The long fight for Orthodox women’s leadership
Judaism can be a hard faith for a woman to follow; separate but equal can be a hard pill to swallow.
Not being able to serve as a witness and having to stand behind a curtain during prayers, even though my male classmates and I received the same education, have always made me wonder if I mattered in Judaism. After several battles with unsympathetic Jewish studies teachers, I gave up the idea of being Orthodox and feminist.
I was surprised, then, when liberal Orthodox Rabbi Avi Weiss ordained Sara Hurwitz as a Rabba, or female rabbi, giving her a leadership role unheard of for Orthodox Jewish women since the days of Deborah the Prophetess. And like Deborah, Rabba Hurwitz’s leadership has led to a fight.
The battle lines have been drawn and tensions have run so high that Rabba Hurwitz is considering giving up her title. The Rabbinical Council of America (RCA) has introduced two amendments at its general conference that would put a kibosh on any future rabbot. The first would expel anyone who “attempts to ordain as a member of the rabbinate, or to denominate as ‘rabbinical’ or as ‘clergy,’ a person not eligible to serve as such…” The second would bar officer positions from rabbis “whose principles or tenets of faith are antithetical or contrary to the policies and positions of the RCA,” implicating Rabbi Weiss.
These proposed amendments provide no avenue to aspiring female religious leaders and they serve to divide the Orthodox community: right-wing synagogues will ignore liberal ones. Instead of threatening to throw people out of organizations and leaving women to choose between Orthodoxy and feminism, we should search for a more productive solution to the conflict between tradition and modernization.
The contingent against female rabbis, however, does not consist only of misogynist geezers from the tenth century who want their women barefoot and pregnant. Orthodox tradition makes several rational arguments against ordaining women.
For one, according to traditional Jewish law, women are not obligated to perform positive time-bound commandments, which would limit their role in the rabbinate: they do not have to attend prayer three times a day or lay tefilin. Women cannot act as spiritual leaders for services that they are not obligated to perform. Volunteering to perform a ritual is not the same as obeying a commandment. I take comfort in my right to choose whether or not to adhere to certain commandments that my father must obey. As Stan Lee said, “with great power comes great responsibility.” In order to act as rabbis, the women’s Orthodox community would need to take on a whole set of new obligations in order to place them on equal footing with the male sector of the community. I for one am not ready to start praying three times a day with tefilin in order to earn the right to a woman rabbi.

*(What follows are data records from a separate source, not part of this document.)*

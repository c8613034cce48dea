#![deny(
    unsafe_code,
    missing_docs,
    dead_code,
    unused_results,
    non_snake_case,
    unreachable_pub
)]

//! Per-agent turn execution.
//!
//! [`decide_action`] is a pure function of a [`TurnState`]. [`ActionEconomy`]
//! observes the world, refreshes the agent's target and translates decisions
//! into commands; [`ActionEconomy::take_turn`] feeds those commands to the
//! world until the agent drops below the turn threshold.

mod decide;
mod escape;

pub use decide::{decide_action, Action, TurnState};

use fire_rescue_core::{AgentId, AgentSnapshot, CellCoord, Command, Event, GridError, Role};
use fire_rescue_system_navigation::PathPlanner;
use fire_rescue_system_targeting::{select_rescuer_target, TargetRegistry};
use fire_rescue_world::{self as world, query, DoorPolicy, World};
use log::{debug, warn};

/// Upper bound on actions in a single turn, reached only by rule sets with
/// free actions.
const MAX_ACTIONS_PER_TURN: usize = 64;

/// Summary of a finished turn.
#[derive(Clone, Copy, Debug, Default, PartialEq, Eq)]
pub struct TurnReport {
    /// Actions the world accepted.
    pub actions: usize,
    /// Action points banked for the next turn.
    pub ap_remaining: u8,
}

/// Drives agents through their turns.
#[derive(Clone, Copy, Debug)]
pub struct ActionEconomy {
    planner: PathPlanner,
}

impl ActionEconomy {
    /// Creates the system with a planner for the provided rules.
    #[must_use]
    pub fn new(planner: PathPlanner) -> Self {
        Self { planner }
    }

    /// Planner used for routing and target selection.
    #[must_use]
    pub const fn planner(&self) -> &PathPlanner {
        &self.planner
    }

    /// Chooses the agent's next action and emits the commands realising it.
    ///
    /// A target change is emitted as [`Command::AssignTarget`] ahead of the
    /// action itself. Nothing but the target is emitted for
    /// [`Action::EndTurn`].
    pub fn handle(
        &self,
        world: &World,
        registry: &mut TargetRegistry,
        agent: &AgentSnapshot,
        out: &mut Vec<Command>,
    ) -> Result<Action, GridError> {
        let target = self.refresh_target(world, registry, agent)?;
        if target != agent.target {
            out.push(Command::AssignTarget {
                agent: agent.id,
                target,
            });
        }

        let state = self.observe(world, agent, target)?;
        let action = decide_action(&state, query::rules(world));
        if let Some(command) = action.command(agent.id) {
            out.push(command);
        }
        Ok(action)
    }

    /// Plays a complete turn: the per-turn grant, then actions while the
    /// agent holds at least the turn threshold.
    pub fn take_turn(
        &self,
        world: &mut World,
        registry: &mut TargetRegistry,
        agent: AgentId,
        out_events: &mut Vec<Event>,
    ) -> Result<TurnReport, GridError> {
        world::apply(world, Command::BeginTurn { agent }, out_events);
        let threshold = query::rules(world).turn_threshold;
        let mut report = TurnReport::default();

        while let Some(snapshot) = query::agent(world, agent) {
            report.ap_remaining = snapshot.stored_ap;
            if snapshot.stored_ap < threshold {
                break;
            }
            if report.actions >= MAX_ACTIONS_PER_TURN {
                warn!("agent {} hit the per-turn action limit", agent.get());
                break;
            }

            let mut commands = Vec::new();
            let action = self.handle(world, registry, &snapshot, &mut commands)?;
            if !apply_all(world, commands, out_events) {
                warn!("agent {} had {action:?} refused", agent.get());
                break;
            }
            if action == Action::EndTurn {
                debug!(
                    "agent {} ends its turn with {} AP",
                    agent.get(),
                    snapshot.stored_ap
                );
                break;
            }
            report.actions += 1;
        }

        if let Some(snapshot) = query::agent(world, agent) {
            report.ap_remaining = snapshot.stored_ap;
        }
        Ok(report)
    }

    fn refresh_target(
        &self,
        world: &World,
        registry: &mut TargetRegistry,
        agent: &AgentSnapshot,
    ) -> Result<Option<CellCoord>, GridError> {
        match agent.role {
            Role::Suppressor => {
                let _ = registry.prune_stale(world);
                registry.assign_nearest(world, &self.planner, agent)
            }
            Role::Rescuer => select_rescuer_target(world, &self.planner, agent),
        }
    }

    fn observe(
        &self,
        world: &World,
        agent: &AgentSnapshot,
        target: Option<CellCoord>,
    ) -> Result<TurnState, GridError> {
        let topology = query::topology(world);
        let cell = agent.cell;

        let mut reachable_hazards = Vec::new();
        for neighbor in topology.neighbors(cell)? {
            if !topology.passable(cell, neighbor, DoorPolicy::ClosedDoorBlocks)? {
                continue;
            }
            let level = query::hazard(world, neighbor)?;
            if level.is_hazard() {
                reachable_hazards.push((neighbor, level));
            }
        }

        let next_step = match target {
            Some(goal) if goal != cell => {
                let plan = self
                    .planner
                    .find_path(topology, cell, goal, agent.carrying_victim)?;
                match plan.next_step() {
                    Some(next) => topology.edge_between(cell, next)?.map(|edge| (next, edge)),
                    None => {
                        warn!(
                            "agent {} has no route from {cell} to {goal}",
                            agent.id.get()
                        );
                        None
                    }
                }
            }
            _ => None,
        };

        Ok(TurnState {
            role: agent.role,
            cell,
            stored_ap: agent.stored_ap,
            carrying_victim: agent.carrying_victim,
            hazard_here: query::hazard(world, cell)?,
            reachable_hazards,
            poi_here: query::poi(world, cell)?,
            at_exit: query::is_exit(world, cell),
            next_step,
        })
    }
}

/// Applies commands in order, stopping at the first refusal.
fn apply_all(world: &mut World, commands: Vec<Command>, out_events: &mut Vec<Event>) -> bool {
    for command in commands {
        let start = out_events.len();
        world::apply(world, command, out_events);
        let refused = out_events[start..]
            .iter()
            .any(|event| matches!(event, Event::CommandRejected { .. }));
        if refused {
            return false;
        }
    }
    true
}
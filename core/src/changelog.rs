//! Per-round grouping of world events for external renderers and transports.

use serde::{Deserialize, Serialize};

use crate::{
    AgentAction, AgentId, CellCoord, Counters, DamageCounter, DoorKey, DoorState, Event,
    HazardLevel, Outcome, Poi, WallMask,
};

/// New value of a cell-addressed property.
#[derive(Clone, Copy, Debug, PartialEq, Eq, Serialize, Deserialize)]
pub struct CellChange<T> {
    /// Affected cell.
    pub position: CellCoord,
    /// Value after the change.
    pub new_value: T,
}

/// New state of a door.
#[derive(Clone, Copy, Debug, PartialEq, Eq, Serialize, Deserialize)]
pub struct DoorChange {
    /// Affected door.
    pub position: DoorKey,
    /// State after the change.
    pub new_value: DoorState,
}

/// Action performed by an agent during the round.
#[derive(Clone, Copy, Debug, PartialEq, Eq, Serialize, Deserialize)]
pub struct ActionEntry {
    /// Acting agent.
    pub agent: AgentId,
    /// What the agent did.
    pub action: AgentAction,
    /// Action points left afterwards.
    pub ap_remaining: u8,
}

/// Everything a round changed, grouped by kind, in the order it happened.
#[derive(Clone, Debug, Default, PartialEq, Eq, Serialize, Deserialize)]
pub struct Changelog {
    /// Round the entries belong to.
    pub round: u32,
    /// Wall mask changes.
    pub walls: Vec<CellChange<WallMask>>,
    /// Damage counter changes.
    pub damage: Vec<CellChange<DamageCounter>>,
    /// Hazard level changes.
    pub hazards: Vec<CellChange<HazardLevel>>,
    /// Point of interest changes.
    pub points_of_interest: Vec<CellChange<Option<Poi>>>,
    /// Door state changes.
    pub doors: Vec<DoorChange>,
    /// Explosion epicentres and shockwave continuation cells.
    pub explosions: Vec<CellCoord>,
    /// Agent actions.
    pub actions: Vec<ActionEntry>,
    /// Global counters at the end of the round.
    pub counters: Counters,
    /// Terminal result reached by the round, if any.
    pub outcome: Option<Outcome>,
}

impl Changelog {
    /// Creates an empty changelog for the provided round.
    #[must_use]
    pub fn new(round: u32) -> Self {
        Self {
            round,
            ..Self::default()
        }
    }

    /// Folds world events into the grouped entries.
    ///
    /// When a cell turns to fire, an earlier smoke entry of the same round for
    /// that cell is dropped so consumers only see the final transition.
    pub fn record(&mut self, events: &[Event]) {
        for event in events {
            match *event {
                Event::WallChanged { cell, mask } => self.walls.push(CellChange {
                    position: cell,
                    new_value: mask,
                }),
                Event::DamageChanged { cell, counter } => self.damage.push(CellChange {
                    position: cell,
                    new_value: counter,
                }),
                Event::HazardChanged { cell, level } => {
                    if level == HazardLevel::Fire {
                        self.hazards.retain(|change| {
                            change.position != cell || change.new_value != HazardLevel::Smoke
                        });
                    }
                    self.hazards.push(CellChange {
                        position: cell,
                        new_value: level,
                    });
                }
                Event::PoiChanged { cell, poi } => self.points_of_interest.push(CellChange {
                    position: cell,
                    new_value: poi,
                }),
                Event::DoorChanged { door, state } => self.doors.push(DoorChange {
                    position: door,
                    new_value: state,
                }),
                Event::Explosion { cell } => self.explosions.push(cell),
                Event::AgentActed {
                    agent,
                    action,
                    ap_remaining,
                    ..
                } => self.actions.push(ActionEntry {
                    agent,
                    action,
                    ap_remaining,
                }),
                _ => {}
            }
        }
    }

    /// Stamps the counters and terminal result observed after the round.
    pub fn close(&mut self, counters: Counters, outcome: Option<Outcome>) {
        self.counters = counters;
        self.outcome = outcome;
    }

    /// Reports whether the round changed nothing observable.
    #[must_use]
    pub fn is_empty(&self) -> bool {
        self.walls.is_empty()
            && self.damage.is_empty()
            && self.hazards.is_empty()
            && self.points_of_interest.is_empty()
            && self.doors.is_empty()
            && self.explosions.is_empty()
            && self.actions.is_empty()
    }
}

Others argue that women don’t need formal titles to lead in the Orthodox community, referencing the example set by Nechama Leibowitz, a famed torah commentator who wrote during the latter half of the 20th century and was not ordained as a rabbi but nevertheless gained preeminence as a Jewish sage. In an interview with the Jewish Week, however, Hurwitz said that “having the title allows me to do my job better,” since it signifies to people unfamiliar with her that she is a spiritual authority figure.
Orthodox women deserve a title that recognizes their education. There must be a place for women to have authority over issues that concern them directly, instead of relying on an all-male religious court for issues such as divorce and family purity. Several leaders have suggested the less controversial title of yo’etzet halakha, or halakhic advisor, which would recognize educational achievement without necessitating the yoetzet to take on obligations heretofore restricted to men.
New organizations are proliferating that certify women as Jewish legal advisors. One of these is Nishmat in Jerusalem, where a panel of Orthodox rabbis certifies graduates as advisors on issues of sexual purity. While as of now men have full control of this institution, potential exists for the female graduates to certify others in the future.
A more controversial women’s certification program is Rabbi Weiss’s Yeshivat Maharat, which trains women to be spiritual leaders and halakhic authorities, similar to a rabbi but without the charged title.
The title of maharat, however, is a cop-out. If women had this attitude in the suffragette era, I wouldn’t be able to vote today. Hopefully women becoming rabbis will become just as accepted as women voting, but I don’t expect to see that in my lifetime.
We need a compromise to respond to the current reality. The halakhic advisor position is one that has potential to give women a voice without forcing them to ignore centuries of tradition, and we should support this effort. Hopefully once that title gains traction, women can begin to enter the rabbinate.